The upper part of the torso and head solid-cast, arms solid-cast separately and probably affixed  with rectangular tangs in slots. From the garment down hollow-cast. Fixed below the skirt a plaque of copper alloy (6-10 mm in thickness) solid-cast, into which the lower legs, probably cast separately , were inset. Under the feet, tangs inserted the hollow base held in place with nail-plugs still partially extant. The base itself made of metal sheet. The underpart a separate sheet joined to the rest and the hollow space between the two reinforced with four cylindrical sections of metal of about 5 mm in diameter.
Eyes inlaid of polished crystalline limestone (calcite, Egyptian alabaster), the cornea inset of rock crystal - presently with no traces of a pupil underneath, and the outline of the eyes formed by silver or electrum inlay .
Condition: the skirt with gaps on the lower left side and a large crack  on the front right side. On the right arm the metal is much fissured; most of the thumb missing, the right side under the arm and much of the skirt eroded. The top and back of head slightly eroded, the face and other parts fairly smooth, the plaque and feet with incrustation, the latter shod with flat sandals. Parts of the sheet of the base missing, the front left side section with two smaller pieces on the inside of both sides at the back a modern restoration. Much of the surface uneven and rough, most of the inscription still visible.

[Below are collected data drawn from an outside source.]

//! `DemoHarness`: traduce una petición (imagen + prompt) en exactamente una
//! llamada al generador.
//!
//! Flujo por petición:
//! 1. nuevo `RunId` según la estrategia configurada;
//! 2. ruta `<output_dir>/gradio_<id>.ply`;
//! 3. asegurar que `output_dir` existe;
//! 4. invocar al generador con `GenerationParams::demo()`;
//! 5. devolver su `SceneArtifact` sin modificar.
//!
//! No hay reintentos ni validación del prompt; cualquier error del generador
//! sube tal cual al llamador.
use std::path::{Path, PathBuf};
use std::sync::Arc;

use log::{debug, error, info};

use crate::constants::DEFAULT_OUTPUT_DIR;
use crate::errors::HarnessError;
use crate::generator::SceneGenerator;
use crate::model::{artifact_path, GenerationJob, GenerationParams, SceneArtifact, SceneRequest};
use crate::run_id::{RunIdGenerator, RunIdStrategy};

#[derive(Clone)]
pub struct DemoHarness {
    generator: Arc<dyn SceneGenerator>,
    output_dir: PathBuf,
    run_ids: RunIdGenerator,
}

impl DemoHarness {
    /// Harness con directorio `outputs` e ids aleatorios.
    pub fn new(generator: Arc<dyn SceneGenerator>) -> Self {
        Self { generator, output_dir: PathBuf::from(DEFAULT_OUTPUT_DIR), run_ids: RunIdGenerator::default() }
    }

    pub fn with_output_dir(mut self, dir: impl Into<PathBuf>) -> Self {
        self.output_dir = dir.into();
        self
    }

    pub fn with_run_id_strategy(mut self, strategy: RunIdStrategy) -> Self {
        self.run_ids = RunIdGenerator::new(strategy);
        self
    }

    pub fn output_dir(&self) -> &Path {
        &self.output_dir
    }

    pub async fn handle_request(&self, request: SceneRequest) -> Result<SceneArtifact, HarnessError> {
        let run_id = self.run_ids.next_id();
        let job = GenerationJob { output_path: artifact_path(&self.output_dir, &run_id),
                                  run_id,
                                  image: request.image,
                                  prompt: request.prompt,
                                  params: GenerationParams::demo() };
        debug!("harness:start run_id={} fingerprint={} generator={}@{} output={}",
               job.run_id,
               job.fingerprint(),
               self.generator.name(),
               self.generator.version(),
               job.output_path.display());

        tokio::fs::create_dir_all(&self.output_dir).await.map_err(HarnessError::OutputDir)?;

        match self.generator.generate_scene(&job).await {
            Ok(artifact) => {
                info!("harness:done run_id={} artifact={}", job.run_id, artifact.path.display());
                Ok(artifact)
            }
            Err(e) => {
                error!("harness:generator error run_id={} err={e}", job.run_id);
                Err(e.into())
            }
        }
    }

    /// Decodifica los bytes subidos y procesa la petición. Si la imagen no
    /// decodifica no se genera id ni se toca el disco.
    pub async fn handle_upload(&self, bytes: &[u8], prompt: &str) -> Result<SceneArtifact, HarnessError> {
        let request = SceneRequest::decode(bytes, prompt).inspect_err(|e| debug!("harness:decode failed err={e}"))?;
        self.handle_request(request).await
    }
}
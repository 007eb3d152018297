//! Canonical JSON mínimo: claves ordenadas y sin espacios, para que el mismo
//! valor produzca siempre el mismo hash.

use serde_json::Value;
use std::collections::BTreeMap;

fn quote(s: &str) -> String {
    Value::String(s.to_owned()).to_string()
}

pub fn to_canonical_json(value: &Value) -> String {
    match value {
        Value::Null => "null".to_string(),
        Value::Bool(b) => b.to_string(),
        Value::Number(n) => n.to_string(),
        Value::String(s) => quote(s),
        Value::Array(arr) => {
            let items: Vec<String> = arr.iter().map(to_canonical_json).collect();
            format!("[{}]", items.join(","))
        }
        Value::Object(map) => {
            let tree: BTreeMap<&String, String> = map.iter().map(|(k, v)| (k, to_canonical_json(v))).collect();
            let items: Vec<String> = tree.into_iter().map(|(k, v)| format!("{}:{}", quote(k), v)).collect();
            format!("{{{}}}", items.join(","))
        }
    }
}
//! Servidor de líneas JSON sobre stdin/stdout.
//!
//! Cada línea de entrada es `{"image": "<ruta>", "prompt": "<texto>"}` y
//! produce exactamente una línea de respuesta, en el mismo orden:
//! `{"status":"ok","artifact":{...},"elapsed_ms":N}` o
//! `{"status":"error","message":"..."}`. Un error en una petición se
//! muestra al cliente y el servidor sigue con la siguiente.
use std::path::PathBuf;

use chrono::Utc;
use log::{debug, warn};
use scene_core::{DemoHarness, SceneArtifact};
use serde::{Deserialize, Serialize};
use tokio::io::{AsyncBufRead, AsyncBufReadExt, AsyncWrite, AsyncWriteExt};

use crate::app::generate_from_file;
use crate::errors::AppError;

#[derive(Debug, Deserialize)]
pub struct ServeRequest {
    pub image: PathBuf,
    #[serde(default)]
    pub prompt: String,
}

#[derive(Debug, Serialize)]
#[serde(tag = "status", rename_all = "lowercase")]
pub enum ServeResponse {
    Ok { artifact: SceneArtifact, elapsed_ms: i64 },
    Error { message: String },
}

async fn answer(harness: &DemoHarness, line: &str) -> ServeResponse {
    let request: ServeRequest = match serde_json::from_str(line) {
        Ok(r) => r,
        Err(e) => return ServeResponse::Error { message: AppError::from(e).to_string() },
    };
    let started = Utc::now();
    match generate_from_file(harness, &request.image, &request.prompt).await {
        Ok(artifact) => ServeResponse::Ok { artifact, elapsed_ms: (Utc::now() - started).num_milliseconds() },
        Err(e) => {
            warn!("serve:request failed image={} err={e}", request.image.display());
            ServeResponse::Error { message: e.to_string() }
        }
    }
}

/// Atiende peticiones hasta EOF; devuelve cuántas se respondieron.
pub async fn serve_lines<R, W>(harness: &DemoHarness, reader: R, mut writer: W) -> Result<usize, AppError>
    where R: AsyncBufRead + Unpin,
          W: AsyncWrite + Unpin
{
    let mut lines = reader.lines();
    let mut served = 0usize;
    while let Some(line) = lines.next_line().await? {
        if line.trim().is_empty() {
            continue;
        }
        let response = answer(harness, &line).await;
        let mut out = serde_json::to_string(&response)?;
        out.push('\n');
        writer.write_all(out.as_bytes()).await?;
        writer.flush().await?;
        served += 1;
        debug!("serve:answered count={served}");
    }
    Ok(served)
}

#[cfg(test)]
mod tests {
    use super::*;
    use scene_core::MockSceneGenerator;
    use std::sync::Arc;

    #[tokio::test]
    async fn malformed_line_gets_error_response() {
        let harness = DemoHarness::new(Arc::new(MockSceneGenerator::default()));
        let mut out = Vec::new();
        let served = serve_lines(&harness, &b"{not json}\n\n"[..], &mut out).await.expect("io ok");
        assert_eq!(served, 1);
        let reply: serde_json::Value = serde_json::from_slice(&out).expect("json line");
        assert_eq!(reply["status"], "error");
    }
}
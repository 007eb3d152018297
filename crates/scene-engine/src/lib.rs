//! scene-engine: backend `SceneGenerator` que ejecuta el `generate_scene` de
//! Python dentro del proceso vía pyo3.
use async_trait::async_trait;
use log::debug;
use pyo3::PyErr;
use scene_core::generator::encode_png;
use scene_core::{GenerationJob, GeneratorError, SceneArtifact, SceneGenerator};
use thiserror::Error;

pub mod core;
pub use core::BridgeCall;

#[derive(Debug, Error)]
pub enum EngineError {
    #[error("Error inicializando Python: {0}")]
    Init(PyErr),
    #[error("Error en generate_scene: {0}")]
    Generate(PyErr),
}

impl From<EngineError> for GeneratorError {
    fn from(err: EngineError) -> Self {
        GeneratorError::Failed(err.to_string())
    }
}

pub struct PythonSceneGenerator {
    module: String,
}

impl PythonSceneGenerator {
    /// Inicializa el intérprete y fija el módulo que expone `generate_scene`.
    pub fn init(module: impl Into<String>, search_path: &str) -> Result<Self, EngineError> {
        core::init_python(search_path).map_err(EngineError::Init)?;
        Ok(Self { module: module.into() })
    }

    pub fn module(&self) -> &str {
        &self.module
    }

    pub fn bridge_call(&self, job: &GenerationJob) -> Result<BridgeCall, GeneratorError> {
        Ok(BridgeCall { module: self.module.clone(),
                        png: encode_png(&job.image)?,
                        prompt: job.prompt.clone(),
                        output_path: job.output_path.to_string_lossy().into_owned(),
                        mode: job.params.mode.as_str(),
                        seed: job.params.seed,
                        max_resolution: job.params.max_resolution })
    }
}

#[async_trait]
impl SceneGenerator for PythonSceneGenerator {
    fn name(&self) -> &str {
        "python"
    }

    fn version(&self) -> &str {
        env!("CARGO_PKG_VERSION")
    }

    async fn generate_scene(&self, job: &GenerationJob) -> Result<SceneArtifact, GeneratorError> {
        let call = self.bridge_call(job)?;
        debug!("python:start run_id={} module={}", job.run_id, call.module);
        let path = tokio::task::spawn_blocking(move || core::generate_scene(&call))
            .await
            .map_err(|e| GeneratorError::Failed(format!("python worker: {e}")))?
            .map_err(EngineError::Generate)?;
        debug!("python:done run_id={} artifact={path}", job.run_id);
        Ok(SceneArtifact::at(path))
    }
}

He is comparable to his three peers for the canon of traditional forms and for his dress, but different in that he wears sandals. His expressive eyes are inlaid, in the same way as are those of the officials in Paris and Munich, whereas Sen-Usret's are not. His corpulence, whether realistic or not, reveals his well-being but does not attain the proportions of the Munich official. He shares with the latter a certain smugness of expression which stems, D. Wildung says, from their secure position in the service of a consolidated state . However, he is the key figure among the non-royal statuettes. His portrait is extremely personalized with its great projecting ears, prominent cheekbones, its eyes set far apart under barely suggested eyebrows, the whole face lively and fresh. His trunk is also admirably modelled. To quote J. Settgast, he is more "distinct than anything of the kind yet found of a high Egyptian official at the court in the days of King Amenemhat III, radiating experience, intelligence, vivacity - but also a trace of scepticism and mild resignation... without the slightest taint of stylized or idealized embellishment".

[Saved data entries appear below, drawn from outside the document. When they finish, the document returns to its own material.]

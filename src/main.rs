use scenestitch::app;
use scenestitch::cli::{parse_args, Command};
use scenestitch::config::AppConfig;
use scenestitch::serve::serve_lines;
use scenestitch::AppError;
use tokio::io::BufReader;

async fn run(command: Command) -> Result<(), AppError> {
    if command == Command::Examples {
        print!("{}", app::render_catalog());
        return Ok(());
    }

    let config = AppConfig::from_env()?;
    let generator = app::build_generator(&config.generator)?;
    let harness = app::build_harness(&config, generator);

    match command {
        Command::Generate { image, prompt } => {
            let artifact = app::generate_from_file(&harness, &image, &prompt).await?;
            println!("{}", artifact.path.display());
        }
        Command::Example { number } => {
            let artifact = app::run_example(&harness, &config.examples_dir, number).await?;
            println!("{}", artifact.path.display());
        }
        Command::Serve => {
            let served = serve_lines(&harness, BufReader::new(tokio::io::stdin()), tokio::io::stdout()).await?;
            log::info!("serve:eof served={served}");
        }
        Command::Examples => {}
    }
    Ok(())
}

#[tokio::main]
async fn main() {
    env_logger::init();
    let args: Vec<String> = std::env::args().skip(1).collect();
    let result = match parse_args(&args) {
        Ok(command) => run(command).await,
        Err(e) => Err(e),
    };
    if let Err(e) = result {
        eprintln!("[scenestitch] {e}");
        std::process::exit(e.exit_code());
    }
}
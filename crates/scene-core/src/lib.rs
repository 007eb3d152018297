//! scene-core: harness de demo para alucinación de escenas 3D.
pub mod catalog;
pub mod constants;
pub mod errors;
pub mod generator;
pub mod harness;
pub mod hashing;
pub mod model;
pub mod run_id;

pub use errors::{GeneratorError, HarnessError};
pub use generator::{CommandSceneGenerator, MockSceneGenerator, SceneGenerator};
pub use harness::DemoHarness;
pub use model::{GenerationJob, GenerationMode, GenerationParams, SceneArtifact, SceneRequest};
pub use run_id::{RunId, RunIdGenerator, RunIdStrategy};
//! scenestitch
//!
//! Front-end de la demo "Invisible Stitch":
//! - `config`: variables `SCENESTITCH_*` y `.env`.
//! - `app`: construye el backend y el `DemoHarness`.
//! - `cli` / `serve`: superficies de entrada (comando único o servidor de
//!   líneas JSON).
//!
//! El trabajo real (profundidad, inpainting, fusión de la nube) lo hace el
//! `generate_scene` externo.

pub mod app;
pub mod cli;
pub mod config;
pub mod errors;
pub mod serve;

pub use errors::AppError;
pub use scene_core;
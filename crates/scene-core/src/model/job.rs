use std::path::PathBuf;

use image::DynamicImage;
use serde_json::json;

use crate::constants::HARNESS_VERSION;
use crate::hashing::hash_value;
use crate::model::params::GenerationParams;
use crate::run_id::RunId;

/// Una invocación concreta del generador: lo que el harness le entrega.
#[derive(Debug, Clone)]
pub struct GenerationJob {
    pub run_id: RunId,
    pub image: DynamicImage,
    pub prompt: String,
    pub output_path: PathBuf,
    pub params: GenerationParams,
}

impl GenerationJob {
    /// blake3 del JSON canónico de todo salvo los píxeles. Solo correlaciona
    /// líneas de log; no identifica contenido.
    pub fn fingerprint(&self) -> String {
        hash_value(&json!({
            "harness_version": HARNESS_VERSION,
            "run_id": self.run_id.as_str(),
            "prompt": self.prompt,
            "output_path": self.output_path.to_string_lossy(),
            "params": self.params,
            "image": [self.image.width(), self.image.height()],
        }))
    }
}
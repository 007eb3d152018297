use image::DynamicImage;

use crate::errors::HarnessError;

/// Petición del cliente: bitmap ya decodificado + prompt libre.
///
/// El prompt no se valida (vacío permitido, sin límite de longitud); su
/// interpretación es responsabilidad del generador.
#[derive(Debug, Clone)]
pub struct SceneRequest {
    pub image: DynamicImage,
    pub prompt: String,
}

impl SceneRequest {
    pub fn new(image: DynamicImage, prompt: impl Into<String>) -> Self {
        Self { image, prompt: prompt.into() }
    }

    /// Decodifica bytes subidos (PNG/JPEG). El formato se detecta por
    /// contenido, no por extensión.
    pub fn decode(bytes: &[u8], prompt: impl Into<String>) -> Result<Self, HarnessError> {
        let image = image::load_from_memory(bytes)?;
        Ok(Self::new(image, prompt))
    }
}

An inscription, an integral sacrificial text, reading from right to left on four horizontal lines, was incised by an expert engraver/ calligrapher on the front top of the base. The text reads:
"The King (be gracious) and determine that (the god) Sobek, who lives in Crocodilopolis, might bestow (a death offering of bread and beer, of beeves and fowl,) of linens and fabrics, of incense and oils, of bounties and viands, (for the soul) of the hereditary prince and count, keeper of the seals, sole secretary and chief of the sealers, (Seneb-) su-ma, the reborn, born of Seruch-ib."
The text gives us invaluable information concerning the historical significance and attribution of the whole ensemble within its artistic and religious context. There is a mention of Sobek, the crocodile god, in Crocodilopolis, the principal centre of the Faiyum Oasis. We learn of the subject's name with an important clue to his genealogy, since his mother's name Seruch-ib is given. There are three stelai of the Middle Kingdom in Cairo  mentioning a man of this name and matronymic. This identity and genealogical information may allow us to infer that he might be the same person, which, if it were so, would give us the name and occupation of his father and other relatives. However, there are differences that give rise to doubt. But on a stele in London  there is Seneb-su-ma with exactly the same array of titles as here but unfortunately no genealogical reference.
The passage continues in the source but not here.